Have you ever heard someone say, "breakfast is the most important meal of the day", or give you advice about why it's vital to start the day with a healthy breakfast? It seems that this meal, for many of us, is necessary for our day to start well, but is it really that important?
The word "breakfast" comes from "breaking the fast"— the idea of ending the period in which we don't eat during the night. The regeneration process that takes place while we sleep consumes some of our natural food reserves. Breakfast gives us an opportunity to replenish those reduced stores of things like protein and calcium. So, in that way, a healthy breakfast makes sense.
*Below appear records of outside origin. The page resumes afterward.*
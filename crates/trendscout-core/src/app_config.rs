use std::net::SocketAddr;

#[derive(Debug, Clone, PartialEq, Eq)]
pub enum Environment {
    Development,
    Test,
    Production,
}

impl std::fmt::Display for Environment {
    fn fmt(&self, f: &mut std::fmt::Formatter<'_>) -> std::fmt::Result {
        match self {
            Environment::Development => write!(f, "development"),
            Environment::Test => write!(f, "test"),
            Environment::Production => write!(f, "production"),
        }
    }
}

#[derive(Clone)]
pub struct AppConfig {
    pub database_url: String,
    pub env: Environment,
    pub bind_addr: SocketAddr,
    pub log_level: String,
    pub reddit_client_id: Option<String>,
    pub reddit_client_secret: Option<String>,
    pub reddit_user_agent: String,
    pub reddit_feed: String,
    pub x_bearer_token: Option<String>,
    pub x_search_query: String,
    pub insight_service_url: Option<String>,
    pub insight_timeout_secs: u64,
    pub db_max_connections: u32,
    pub db_min_connections: u32,
    pub db_acquire_timeout_secs: u64,
    pub source_request_timeout_secs: u64,
    pub source_max_retries: u32,
    pub source_backoff_base_ms: u64,
    pub max_posts_per_source: usize,
    pub min_discovery_interval_mins: i64,
    pub dashboard_lookback_hours: i64,
    pub discovery_cron: String,
}

impl std::fmt::Debug for AppConfig {
    fn fmt(&self, f: &mut std::fmt::Formatter<'_>) -> std::fmt::Result {
        f.debug_struct("AppConfig")
            .field("env", &self.env)
            .field("bind_addr", &self.bind_addr)
            .field("log_level", &self.log_level)
            .field("database_url", &"[redacted]")
            .field(
                "reddit_client_id",
                &self.reddit_client_id.as_ref().map(|_| "[redacted]"),
            )
            .field(
                "reddit_client_secret",
                &self.reddit_client_secret.as_ref().map(|_| "[redacted]"),
            )
            .field("reddit_user_agent", &self.reddit_user_agent)
            .field("reddit_feed", &self.reddit_feed)
            .field(
                "x_bearer_token",
                &self.x_bearer_token.as_ref().map(|_| "[redacted]"),
            )
            .field("x_search_query", &self.x_search_query)
            .field("insight_service_url", &self.insight_service_url)
            .field("insight_timeout_secs", &self.insight_timeout_secs)
            .field("db_max_connections", &self.db_max_connections)
            .field("db_min_connections", &self.db_min_connections)
            .field("db_acquire_timeout_secs", &self.db_acquire_timeout_secs)
            .field(
                "source_request_timeout_secs",
                &self.source_request_timeout_secs,
            )
            .field("source_max_retries", &self.source_max_retries)
            .field("source_backoff_base_ms", &self.source_backoff_base_ms)
            .field("max_posts_per_source", &self.max_posts_per_source)
            .field(
                "min_discovery_interval_mins",
                &self.min_discovery_interval_mins,
            )
            .field("dashboard_lookback_hours", &self.dashboard_lookback_hours)
            .field("discovery_cron", &self.discovery_cron)
            .finish()
    }
}
//! Creatinine evaluator with sex- and age-adjusted upper bounds

use super::base::{Evaluator, Fallback, Rule, RuleSet};
use crate::models::{PatientContext, Sex, SignificanceLevel};

pub struct CreatinineEvaluator;

/// Age at which the normal upper bound is relaxed
const ELDERLY_AGE: u32 = 65;

/// Upper bound of the normal range for this patient.
///
/// `None` when sex is unknown: there is no normal band in that case.
fn normal_upper_bound(ctx: &PatientContext) -> Option<f64> {
    let elderly = ctx.age >= ELDERLY_AGE;
    match ctx.sex {
        Sex::Female if elderly => Some(1.3),
        Sex::Female => Some(1.1),
        Sex::Male if elderly => Some(1.5),
        Sex::Male => Some(1.3),
        Sex::Unknown => None,
    }
}

static RULES: RuleSet = RuleSet {
    rules: &[
        Rule {
            id: "normal",
            condition: "value <= upper bound (F <65: 1.1, F >=65: 1.3, M <65: 1.3, M >=65: 1.5)",
            level: SignificanceLevel::Normal,
            pearl: "Normal kidney function",
            action: "No action needed",
            guard: |v, c| normal_upper_bound(c).is_some_and(|upper| v <= upper),
        },
        Rule {
            id: "critical",
            condition: "value > 4.0",
            level: SignificanceLevel::Critical,
            pearl: "Severe kidney dysfunction",
            action: "Urgent nephrology consultation",
            guard: |v, _| v > 4.0,
        },
        Rule {
            id: "significant_impairment",
            condition: "value > 2.0",
            level: SignificanceLevel::ClinicallySignificant,
            pearl: "Significant kidney impairment",
            action: "Nephrology evaluation recommended",
            guard: |v, _| v > 2.0,
        },
    ],
    fallback: Fallback {
        id: "mild_elevation",
        level: SignificanceLevel::PossiblySignificant,
        pearl: "Mild elevation - monitor trend",
        action: "Repeat in 1-2 weeks, check trend",
    },
};

impl Evaluator for CreatinineEvaluator {
    fn key(&self) -> &'static str {
        "creatinine"
    }

    fn display_name(&self) -> &'static str {
        "Creatinine"
    }

    fn aliases(&self) -> &'static [&'static str] {
        &["cr", "creat", "creatinine"]
    }

    fn unit(&self) -> &'static str {
        "mg/dL"
    }

    fn reference_range(&self) -> &'static str {
        "M: 0.7-1.3, F: 0.6-1.1"
    }

    fn rules(&self) -> &'static RuleSet {
        &RULES
    }
}

#[cfg(test)]
mod tests {
    use super::*;
    use SignificanceLevel::*;

    fn level(value: f64, sex: Sex, age: u32) -> SignificanceLevel {
        let ctx = PatientContext::default().with_sex(sex).with_age(age);
        CreatinineEvaluator.assess(value, &ctx).level
    }

    #[test]
    fn test_upper_bounds() {
        let ctx = PatientContext::default();
        assert_eq!(normal_upper_bound(&ctx.with_sex(Sex::Female).with_age(30)), Some(1.1));
        assert_eq!(normal_upper_bound(&ctx.with_sex(Sex::Female).with_age(65)), Some(1.3));
        assert_eq!(normal_upper_bound(&ctx.with_sex(Sex::Male).with_age(64)), Some(1.3));
        assert_eq!(normal_upper_bound(&ctx.with_sex(Sex::Male).with_age(80)), Some(1.5));
        assert_eq!(normal_upper_bound(&ctx), None);
    }

    #[test]
    fn test_age_adjusted_normal() {
        assert_eq!(level(1.2, Sex::Female, 75), Normal);
        assert_eq!(level(1.2, Sex::Female, 30), PossiblySignificant);
        assert_eq!(level(1.1, Sex::Female, 30), Normal);
        assert_eq!(level(1.1, Sex::Male, 35), Normal);
        assert_eq!(level(1.5, Sex::Male, 70), Normal);
        assert_eq!(level(1.6, Sex::Male, 35), PossiblySignificant);
    }

    #[test]
    fn test_elevations() {
        assert_eq!(level(2.5, Sex::Female, 30), ClinicallySignificant);
        assert_eq!(level(2.0, Sex::Female, 30), PossiblySignificant);
        assert_eq!(level(4.0, Sex::Male, 45), ClinicallySignificant);
        assert_eq!(level(4.5, Sex::Male, 45), Critical);
    }

    #[test]
    fn test_unknown_sex_has_no_normal_band() {
        assert_eq!(level(0.8, Sex::Unknown, 30), PossiblySignificant);
        assert_eq!(level(3.0, Sex::Unknown, 30), ClinicallySignificant);
        assert_eq!(level(5.0, Sex::Unknown, 30), Critical);
    }
}
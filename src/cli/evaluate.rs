//! Evaluate command - grade a single lab value

use super::{check_fail_threshold, ContextArgs, OutputArgs, Session};
use anyhow::{bail, Result};
use labsig::reporters::{self, Report};
use labsig::{ClinicalSignificanceEngine, EvaluationError};
use tracing::debug;

/// Run the evaluate command
pub fn run(
    engine: &ClinicalSignificanceEngine,
    session: &Session,
    test: &str,
    value: &str,
    context: &ContextArgs,
    output: &OutputArgs,
) -> Result<()> {
    let format = session.format(output.format.as_deref())?;
    let ctx = session.context(&context.overrides());
    debug!(?ctx, "effective patient context");

    let result = match engine.evaluate(test, value, &ctx) {
        Ok(result) => result,
        Err(EvaluationError::UnknownTest { name, suggestions }) => bail!(
            "Lab test \"{}\" not recognized. Known tests: {}",
            name,
            suggestions.join(", ")
        ),
        Err(err) => return Err(err.into()),
    };

    let out = reporters::report_with_format(Report::Result(&result), format, session.color)?;
    println!("{}", out.trim_end());

    check_fail_threshold(output.fail_on, Some(result.significance))
}
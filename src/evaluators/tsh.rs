//! TSH evaluator

use super::base::{Evaluator, Fallback, Rule, RuleSet};
use crate::models::SignificanceLevel;

pub struct TshEvaluator;

static RULES: RuleSet = RuleSet {
    rules: &[
        Rule {
            id: "overt_hypothyroidism",
            condition: "value > 10.0",
            level: SignificanceLevel::ClinicallySignificant,
            pearl: "Overt hypothyroidism",
            action: "Thyroid hormone replacement needed",
            guard: |v, _| v > 10.0,
        },
        Rule {
            id: "suppressed",
            condition: "value < 0.1",
            level: SignificanceLevel::ClinicallySignificant,
            pearl: "Suppressed TSH - hyperthyroidism",
            action: "Free T4, T3 recommended",
            guard: |v, _| v < 0.1,
        },
        Rule {
            id: "borderline",
            condition: "value > 4.5 or value < 0.4",
            level: SignificanceLevel::PossiblySignificant,
            pearl: "Borderline thyroid function",
            action: "Consider repeat in 6-8 weeks",
            guard: |v, _| v > 4.5 || v < 0.4,
        },
    ],
    fallback: Fallback {
        id: "normal",
        level: SignificanceLevel::Normal,
        pearl: "Normal thyroid function",
        action: "No action needed",
    },
};

impl Evaluator for TshEvaluator {
    fn key(&self) -> &'static str {
        "tsh"
    }

    fn display_name(&self) -> &'static str {
        "TSH"
    }

    fn aliases(&self) -> &'static [&'static str] {
        &["tsh", "thyroid stimulating hormone"]
    }

    fn unit(&self) -> &'static str {
        "mIU/L"
    }

    fn reference_range(&self) -> &'static str {
        "0.4-4.0"
    }

    fn rules(&self) -> &'static RuleSet {
        &RULES
    }
}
There are also many often-quoted studies which seem to connect a state of being overweight with not eating breakfast. In fact, it leads many health experts to advise a healthy breakfast to not only control but also lose weight. In a US study, 50,000 people were monitored over seven years, and those who ate a healthy breakfast were found to have a lower BMI (体重指数), which seems to suggest that breakfast may indeed help people maintain a healthy weight.
But it might not be as simple as that. Alexandra Johnstone, professor of appetite research at the University of Aberdeen, suggests those who do not have breakfast might be less aware of healthy diets and nutrition, and people who eat breakfast might have a healthier lifestyle overall exercising and not smoking, for example. And he also points out that with the rise in popularity of intermittent (间歇性的) fasting to lose weight, there may also be some benefits to not eating breakfast, like improving blood sugar control and lowering blood pressure.
So, while breakfast has its benefits, it might not be the most important meal. It seems that a healthy lifestyle with a balanced diet might be more important for many of us than just one single meal.